**PROBLEM TO WORK ON:** Copy the records below in full, changing no character.

━━━━━━━━━━━━━━━━

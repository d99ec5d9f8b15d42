//! Revert driver
//!
//! Walks a policy's events newest-first and undoes each one. Events that
//! were undone are removed from the store; failures keep their event so a
//! later attempt can retry.

use std::fs;
use std::path::Path;
use std::sync::Arc;

use hostguard_exec::{CommandRunner, SystemRunner};
use tracing::{error, info};

use crate::error::Result;
use crate::event::{ChangeEvent, EventId, PkgState, PolicyRef, ServiceState};
use crate::journal::ChangeJournal;

/// Brings a package to a requested state
pub trait PackageManager {
    fn ensure(&self, pkgname: &str, state: PkgState) -> hostguard_exec::Result<()>;
}

/// Brings a service to a requested state
pub trait ServiceManager {
    fn ensure(&self, servicename: &str, state: ServiceState) -> hostguard_exec::Result<()>;
}

/// Outcome of reverting a set of events
#[derive(Debug, Clone, Default, PartialEq, Eq)]
pub struct RevertReport {
    pub reverted: Vec<EventId>,
    /// Events that could not be undone, with the reason
    pub failed: Vec<(EventId, String)>,
}

impl RevertReport {
    pub fn is_success(&self) -> bool {
        self.failed.is_empty()
    }
}

/// Undoes recorded events
pub struct Reverter<'a> {
    runner: Arc<dyn CommandRunner>,
    packages: Option<&'a dyn PackageManager>,
    services: Option<&'a dyn ServiceManager>,
}

impl Default for Reverter<'_> {
    fn default() -> Self {
        Self::new(Arc::new(SystemRunner::new()))
    }
}

impl<'a> Reverter<'a> {
    pub fn new(runner: Arc<dyn CommandRunner>) -> Self {
        Self {
            runner,
            packages: None,
            services: None,
        }
    }

    pub fn with_package_manager(mut self, packages: &'a dyn PackageManager) -> Self {
        self.packages = Some(packages);
        self
    }

    pub fn with_service_manager(mut self, services: &'a dyn ServiceManager) -> Self {
        self.services = Some(services);
        self
    }

    /// Revert every event of `policy`, newest first
    pub fn revert_rule(
        &self,
        journal: &mut ChangeJournal,
        policy: impl Into<PolicyRef>,
    ) -> Result<RevertReport> {
        let mut ids = journal.find_events_for_rule(policy)?;
        ids.reverse();

        let mut report = RevertReport::default();
        for id in ids {
            match self.revert_one(journal, &id)? {
                Ok(()) => {
                    journal.delete_event(&id)?;
                    report.reverted.push(id);
                }
                Err(reason) => {
                    error!(event = %id, %reason, "Could not revert event");
                    report.failed.push((id, reason));
                }
            }
        }

        info!(
            reverted = report.reverted.len(),
            failed = report.failed.len(),
            "Revert finished"
        );
        Ok(report)
    }

    /// Revert a single event and delete it from the store on success
    pub fn revert_event(&self, journal: &mut ChangeJournal, id: &EventId) -> Result<bool> {
        match self.revert_one(journal, id)? {
            Ok(()) => journal.delete_event(id),
            Err(reason) => {
                error!(event = %id, %reason, "Could not revert event");
                Ok(false)
            }
        }
    }

    /// Outer `Err` is journal misuse, inner `Err` a failed undo
    fn revert_one(
        &self,
        journal: &mut ChangeJournal,
        id: &EventId,
    ) -> Result<std::result::Result<(), String>> {
        let Some(event) = journal.get_event(id)? else {
            return Ok(Err("event is not recorded".to_string()));
        };

        let outcome = match &event {
            ChangeEvent::Conf { filepath } => {
                if journal.revert_file_change(filepath, id)? {
                    Ok(())
                } else {
                    Err(format!("patch could not be applied to {}", filepath.display()))
                }
            }
            ChangeEvent::Creation { filepath } => remove_created(filepath),
            ChangeEvent::Deletion { filepath } => {
                if journal.revert_file_delete(filepath)? {
                    Ok(())
                } else {
                    Err(format!("no archived copy of {}", filepath.display()))
                }
            }
            ChangeEvent::Perm {
                filepath,
                startstate,
                ..
            } => restore_perm(filepath, startstate.uid(), startstate.gid(), startstate.mode()),
            ChangeEvent::Command { command } => match self.runner.run(command) {
                Ok(output) if output.success() => Ok(()),
                Ok(output) => Err(format!(
                    "undo command exited {}: {}",
                    output.status,
                    output.stderr.trim()
                )),
                Err(e) => Err(e.to_string()),
            },
            ChangeEvent::Pkg {
                pkgname,
                startstate,
                ..
            } => match self.packages {
                Some(packages) => packages
                    .ensure(pkgname, *startstate)
                    .map_err(|e| e.to_string()),
                None => Err("no package manager configured".to_string()),
            },
            ChangeEvent::Service {
                servicename,
                startstate,
                ..
            } => match self.services {
                Some(services) => services
                    .ensure(servicename, *startstate)
                    .map_err(|e| e.to_string()),
                None => Err("no service manager configured".to_string()),
            },
        };

        if outcome.is_ok() {
            info!(event = %id, kind = event.kind(), "Reverted event");
        }
        Ok(outcome)
    }
}

fn remove_created(path: &Path) -> std::result::Result<(), String> {
    let removed = match fs::symlink_metadata(path) {
        Ok(meta) if meta.is_dir() => fs::remove_dir(path),
        Ok(_) => fs::remove_file(path),
        Err(e) if e.kind() == std::io::ErrorKind::NotFound => return Ok(()),
        Err(e) => Err(e),
    };
    removed.map_err(|e| format!("cannot remove {}: {e}", path.display()))
}

fn restore_perm(path: &Path, uid: u32, gid: u32, mode: u32) -> std::result::Result<(), String> {
    use std::os::unix::fs::{MetadataExt, PermissionsExt};

    let current = fs::metadata(path).map_err(|e| format!("cannot stat {}: {e}", path.display()))?;
    if current.uid() != uid || current.gid() != gid {
        std::os::unix::fs::chown(path, Some(uid), Some(gid))
            .map_err(|e| format!("cannot change owner of {}: {e}", path.display()))?;
    }

    // after chown, which drops setuid and setgid
    fs::set_permissions(path, fs::Permissions::from_mode(mode & 0o7777))
        .map_err(|e| format!("cannot set mode on {}: {e}", path.display()))
}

━━━━━━━━━━━━━━━━

**PROBLEM SOLUTION:**
repository d99ec5d9f8b15d42
//! Revert driver
//!
//! Walks a policy's events newest-first and undoes each one. Events that
//! were undone are removed from the store; failures keep their event so a
//! later attempt can retry.

use std::fs;
use std::path::Path;
use std::sync::Arc;

use hostguard_exec::{CommandRunner, SystemRunner};
use tracing::{error, info};

use crate::error::Result;
use crate::event::{ChangeEvent, EventId, PkgState, PolicyRef, ServiceState};
use crate::journal::ChangeJournal;

/// Brings a package to a requested state
pub trait PackageManager {
    fn ensure(&self, pkgname: &str, state: PkgState) -> hostguard_exec::Result<()>;
}

/// Brings a service to a requested state
pub trait ServiceManager {
    fn ensure(&self, servicename: &str, state: ServiceState) -> hostguard_exec::Result<()>;
}

/// Outcome of reverting a set of events
#[derive(Debug, Clone, Default, PartialEq, Eq)]
pub struct RevertReport {
    pub reverted: Vec<EventId>,
    /// Events that could not be undone, with the reason
    pub failed: Vec<(EventId, String)>,
}

impl RevertReport {
    pub fn is_success(&self) -> bool {
        self.failed.is_empty()
    }
}

/// Undoes recorded events
pub struct Reverter<'a> {
    runner: Arc<dyn CommandRunner>,
    packages: Option<&'a dyn PackageManager>,
    services: Option<&'a dyn ServiceManager>,
}

impl Default for Reverter<'_> {
    fn default() -> Self {
        Self::new(Arc::new(SystemRunner::new()))
    }
}

impl<'a> Reverter<'a> {
    pub fn new(runner: Arc<dyn CommandRunner>) -> Self {
        Self {
            runner,
            packages: None,
            services: None,
        }
    }

    pub fn with_package_manager(mut self, packages: &'a dyn PackageManager) -> Self {
        self.packages = Some(packages);
        self
    }

    pub fn with_service_manager(mut self, services: &'a dyn ServiceManager) -> Self {
        self.services = Some(services);
        self
    }

    /// Revert every event of `policy`, newest first
    pub fn revert_rule(
        &self,
        journal: &mut ChangeJournal,
        policy: impl Into<PolicyRef>,
    ) -> Result<RevertReport> {
        let mut ids = journal.find_events_for_rule(policy)?;
        ids.reverse();

        let mut report = RevertReport::default();
        for id in ids {
            match self.revert_one(journal, &id)? {
                Ok(()) => {
                    journal.delete_event(&id)?;
                    report.reverted.push(id);
                }
                Err(reason) => {
                    error!(event = %id, %reason, "Could not revert event");
                    report.failed.push((id, reason));
                }
            }
        }

        info!(
            reverted = report.reverted.len(),
            failed = report.failed.len(),
            "Revert finished"
        );
        Ok(report)
    }

    /// Revert a single event and delete it from the store on success
    pub fn revert_event(&self, journal: &mut ChangeJournal, id: &EventId) -> Result<bool> {
        match self.revert_one(journal, id)? {
            Ok(()) => journal.delete_event(id),
            Err(reason) => {
                error!(event = %id, %reason, "Could not revert event");
                Ok(false)
            }
        }
    }

    /// Outer `Err` is journal misuse, inner `Err` a failed undo
    fn revert_one(
        &self,
        journal: &mut ChangeJournal,
        id: &EventId,
    ) -> Result<std::result::Result<(), String>> {
        let Some(event) = journal.get_event(id)? else {
            return Ok(Err("event is not recorded".to_string()));
        };

        let outcome = match &event {
            ChangeEvent::Conf { filepath } => {
                if journal.revert_file_change(filepath, id)? {
                    Ok(())
                } else {
                    Err(format!("patch could not be applied to {}", filepath.display()))
                }
            }
            ChangeEvent::Creation { filepath } => remove_created(filepath),
            ChangeEvent::Deletion { filepath } => {
                if journal.revert_file_delete(filepath)? {
                    Ok(())
                } else {
                    Err(format!("no archived copy of {}", filepath.display()))
                }
            }
            ChangeEvent::Perm {
                filepath,
                startstate,
                ..
            } => restore_perm(filepath, startstate.uid(), startstate.gid(), startstate.mode()),
            ChangeEvent::Command { command } => match self.runner.run(command) {
                Ok(output) if output.success() => Ok(()),
                Ok(output) => Err(format!(
                    "undo command exited {}: {}",
                    output.status,
                    output.stderr.trim()
                )),
                Err(e) => Err(e.to_string()),
            },
            ChangeEvent::Pkg {
                pkgname,
                startstate,
                ..
            } => match self.packages {
                Some(packages) => packages
                    .ensure(pkgname, *startstate)
                    .map_err(|e| e.to_string()),
                None => Err("no package manager configured".to_string()),
            },
            ChangeEvent::Service {
                servicename,
                startstate,
                ..
            } => match self.services {
                Some(services) => services
                    .ensure(servicename, *startstate)
                    .map_err(|e| e.to_string()),
                None => Err("no service manager configured".to_string()),
            },
        };

        if outcome.is_ok() {
            info!(event = %id, kind = event.kind(), "Reverted event");
        }
        Ok(outcome)
    }
}

fn remove_created(path: &Path) -> std::result::Result<(), String> {
    let removed = match fs::symlink_metadata(path) {
        Ok(meta) if meta.is_dir() => fs::remove_dir(path),
        Ok(_) => fs::remove_file(path),
        Err(e) if e.kind() == std::io::ErrorKind::NotFound => return Ok(()),
        Err(e) => Err(e),
    };
    removed.map_err(|e| format!("cannot remove {}: {e}", path.display()))
}

fn restore_perm(path: &Path, uid: u32, gid: u32, mode: u32) -> std::result::Result<(), String> {
    use std::os::unix::fs::{MetadataExt, PermissionsExt};

    let current = fs::metadata(path).map_err(|e| format!("cannot stat {}: {e}", path.display()))?;
    if current.uid() != uid || current.gid() != gid {
        std::os::unix::fs::chown(path, Some(uid), Some(gid))
            .map_err(|e| format!("cannot change owner of {}: {e}", path.display()))?;
    }

    // after chown, which drops setuid and setgid
    fs::set_permissions(path, fs::Permissions::from_mode(mode & 0o7777))
        .map_err(|e| format!("cannot set mode on {}: {e}", path.display()))
}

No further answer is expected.